Secondly, India is courting FDI and investment from countries that have had recent experience in developing manufacturing, especially China and Japan. India could use the infusion of capital and know-how to improve its industry and infrastructure. Despite continuing territorial tensions between India and China, India inked an agreement with China this Monday that would allow China to set up industrial parks in India. China is expected to set up four parks in different Indian states and may open up its own economy to Indian pharmaceuticals and information technology (IT). Chinese expertise and investment is expected to provide a major boost for Indian manufacturing.

Japan is already a major investor in India and is considered an extremely vital partner. For example, it has funded half the cost of an industrial corridor being developed between Delhi and Mumbai and was a major investor in the Delhi metro. Japanese assistance will be especially important in the Modi government’s plan to overhaul India’s railroads and construct bullet trains. India’s secretary from the Department of Industrial Policy and Promotion, Amitabh Kant, even went so far to say that in the next five years, India would “need 10,000 Japanese companies,” adding that India “will handhold them.”

Finally, in what could be a radical break from the past, the Modi government may abandon India’s Planning Commission altogether, a vestige from over half a century ago that attempted to mimic the Soviet command economy. A government backed report from last week suggested replacing the Commission with a think tank because it “defied attempts to reform it to bring it in line with the needs of a modern economy.” Modi has previously criticized the Commission for hobbling states with one-size-fits-all policies instead of allowing states to spend more funds as they saw fit. Modi has long been known to favor economic decentralization and the empowerment of states.

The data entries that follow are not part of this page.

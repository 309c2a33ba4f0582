use async_trait::async_trait;
use chrono::{DateTime, Utc};

use crate::{
    CorrelationId, InstanceQuery, OutboxMessage, OutboxMessageId, Result, SagaRecord,
    ScheduledTimeout, StoreError, TimeoutChange, TimeoutToken, Version,
};

/// One unit of work produced by a saga transition.
///
/// The new instance state, the outbound messages it queued and the timeout
/// changes it requested are committed together or not at all.
#[derive(Debug, Clone)]
pub struct Commit {
    /// The instance state after the transition. Its version must be
    /// `expected_version.next()`.
    pub record: SagaRecord,

    /// Version the stored instance must be at for the commit to succeed.
    /// `Version::initial()` means the instance must not exist yet.
    pub expected_version: Version,

    /// Messages to relay after the commit, in order.
    pub outbox: Vec<OutboxMessage>,

    /// Timeouts to arm or disarm.
    pub timeouts: Vec<TimeoutChange>,
}

impl Commit {
    /// Creates a commit for a record expected to be at `expected_version`.
    pub fn new(record: SagaRecord, expected_version: Version) -> Self {
        Self {
            record,
            expected_version,
            outbox: Vec::new(),
            timeouts: Vec::new(),
        }
    }

    /// Queues an outbound message.
    pub fn publish(mut self, message: OutboxMessage) -> Self {
        self.outbox.push(message);
        self
    }

    /// Arms a timeout.
    pub fn schedule(mut self, timeout: ScheduledTimeout) -> Self {
        self.timeouts.push(TimeoutChange::Schedule(timeout));
        self
    }

    /// Disarms a timeout.
    pub fn cancel(mut self, token: TimeoutToken) -> Self {
        self.timeouts.push(TimeoutChange::Cancel(token));
        self
    }

    /// Returns the correlation ID of the instance being committed.
    pub fn correlation_id(&self) -> CorrelationId {
        self.record.correlation_id
    }

    /// Returns true if this commit creates the instance.
    pub fn is_insert(&self) -> bool {
        self.expected_version == Version::initial()
    }
}

/// Durable keyed storage for saga instances with an attached outbox.
///
/// All implementations must be thread-safe (Send + Sync).
#[async_trait]
pub trait SagaStore: Send + Sync {
    /// Loads the instance for a correlation ID.
    ///
    /// Returns None if no instance exists.
    async fn load(&self, correlation_id: CorrelationId) -> Result<Option<SagaRecord>>;

    /// Atomically persists a transition.
    ///
    /// Fails with `ConcurrencyConflict` if the stored version does not
    /// match `commit.expected_version`; nothing is written in that case.
    ///
    /// Returns the new version of the instance.
    async fn commit(&self, commit: Commit) -> Result<Version>;

    /// Retrieves instances matching a query, oldest update first.
    async fn query_instances(&self, query: InstanceQuery) -> Result<Vec<SagaRecord>>;

    /// Retrieves undispatched outbox messages in commit order.
    async fn pending_outbox(&self, limit: usize) -> Result<Vec<OutboxMessage>>;

    /// Marks an outbox message as relayed.
    async fn mark_dispatched(&self, id: OutboxMessageId) -> Result<()>;

    /// Deletes relayed outbox messages dispatched before the cutoff.
    /// Undispatched messages are never removed. Returns how many were
    /// deleted.
    async fn prune_dispatched(&self, dispatched_before: DateTime<Utc>) -> Result<u64>;
}

/// Durable deferred-message facility.
///
/// Timeouts survive process restarts. Cancellation is best-effort: a
/// timeout already handed to a poller may still be delivered.
#[async_trait]
pub trait TimeoutScheduler: Send + Sync {
    /// Arms a timeout and returns its token.
    async fn schedule(&self, timeout: ScheduledTimeout) -> Result<TimeoutToken>;

    /// Disarms a timeout. Returns false if it was not armed.
    async fn unschedule(&self, token: TimeoutToken) -> Result<bool>;

    /// Retrieves armed timeouts due at `now`, earliest first.
    async fn due(&self, now: DateTime<Utc>, limit: usize) -> Result<Vec<ScheduledTimeout>>;

    /// Removes a timeout after it has been delivered.
    async fn acknowledge(&self, token: TimeoutToken) -> Result<()>;
}

/// Extension trait providing convenience methods for saga stores.
#[async_trait]
pub trait SagaStoreExt: SagaStore {
    /// Checks if an instance exists for a correlation ID.
    async fn instance_exists(&self, correlation_id: CorrelationId) -> Result<bool> {
        Ok(self.load(correlation_id).await?.is_some())
    }

    /// Finds instances of `saga_type` parked in one of `states` without a
    /// transition for longer than `older_than`.
    async fn find_stuck(
        &self,
        saga_type: &str,
        states: Vec<String>,
        older_than: chrono::Duration,
        now: DateTime<Utc>,
    ) -> Result<Vec<SagaRecord>> {
        let query = InstanceQuery::for_saga_type(saga_type)
            .states(states)
            .updated_before(now - older_than);
        self.query_instances(query).await
    }
}

// Blanket implementation for all SagaStore implementations
impl<T: SagaStore + ?Sized> SagaStoreExt for T {}

/// Validates a commit before it is applied.
pub fn validate_commit(commit: &Commit) -> Result<()> {
    let expected_next = commit.expected_version.next();
    if commit.record.version != expected_next {
        return Err(StoreError::InvalidCommit(format!(
            "record version must be {expected_next}, got {}",
            commit.record.version
        )));
    }

    let correlation_id = commit.correlation_id();

    if commit
        .outbox
        .iter()
        .any(|m| m.correlation_id != correlation_id)
    {
        return Err(StoreError::InvalidCommit(
            "All outbox messages must belong to the committed saga".to_string(),
        ));
    }

    let foreign_timeout = commit.timeouts.iter().any(|change| match change {
        TimeoutChange::Schedule(t) => t.correlation_id != correlation_id,
        TimeoutChange::Cancel(_) => false,
    });
    if foreign_timeout {
        return Err(StoreError::InvalidCommit(
            "All scheduled timeouts must belong to the committed saga".to_string(),
        ));
    }

    Ok(())
}
//! Shared handling of unconfirmed compensation.
//!
//! When a compensating command goes unanswered, the workflow re-issues it
//! each time its timeout fires, up to the engine's retry limit. After that
//! it gives up, fails the saga and flags the transition as escalated. The
//! engine raises the operational alert once that transition commits.

/// Prefix of the failure reason recorded on escalation.
pub const UNCONFIRMED_PREFIX: &str = "Compensation unconfirmed";

/// Counts a retry and returns true if the compensating command may be
/// re-issued once more.
pub(crate) fn try_again(attempts: &mut u32, limit: u32) -> bool {
    if *attempts >= limit {
        return false;
    }
    *attempts += 1;
    true
}

/// Builds the failure reason for an escalated saga.
pub(crate) fn unconfirmed_reason(original: Option<&str>) -> String {
    match original {
        Some(reason) => format!("{UNCONFIRMED_PREFIX}: {reason}"),
        None => format!("{UNCONFIRMED_PREFIX}: no confirmation received"),
    }
}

India’s economic empowerment needs both investment to improve its efficiency in key sectors and favorable markets. It is in light of this view that the Council of Foreign Relations (CFR)’s Senior Fellow for India, Pakistan, and South Asia Alyssa Ayers’ recent memorandum should be taken seriously by the United States if it is interested in India’s development. Ayers has argued that the Bharatiya Janata Party (BJP)’s new focus on trade be championed by the United States, especially by promoting India’s membership in the Asia-Pacific Economic Cooperation (APEC) forum, which India applied to almost two decades ago. Additionally, India would eventually be included in the Trans-Pacific Partnership (TPP). This would open new markets to India, strengthen U.S.-India trade, and deepen India’s rather minimal economic integration with the rest of Asia. India should also consider increased engagement with the economies of other regional trade organizations, including the South Asian Association for Regional Cooperation (SAARC) and the Association of Southeast Asian Nations (ASEAN).

The economic steps that India has been taking since Narendra Modi came to power provide hope that India’s economic performance will begin to improve. In beginning to correct some of the deeply rooted policies and structural practices of his predecessors, Modi may have laid the groundwork of positive economic growth for decades to come, though there is little doubt that the process will be slower than it ought to be due to the nature of India’s political system.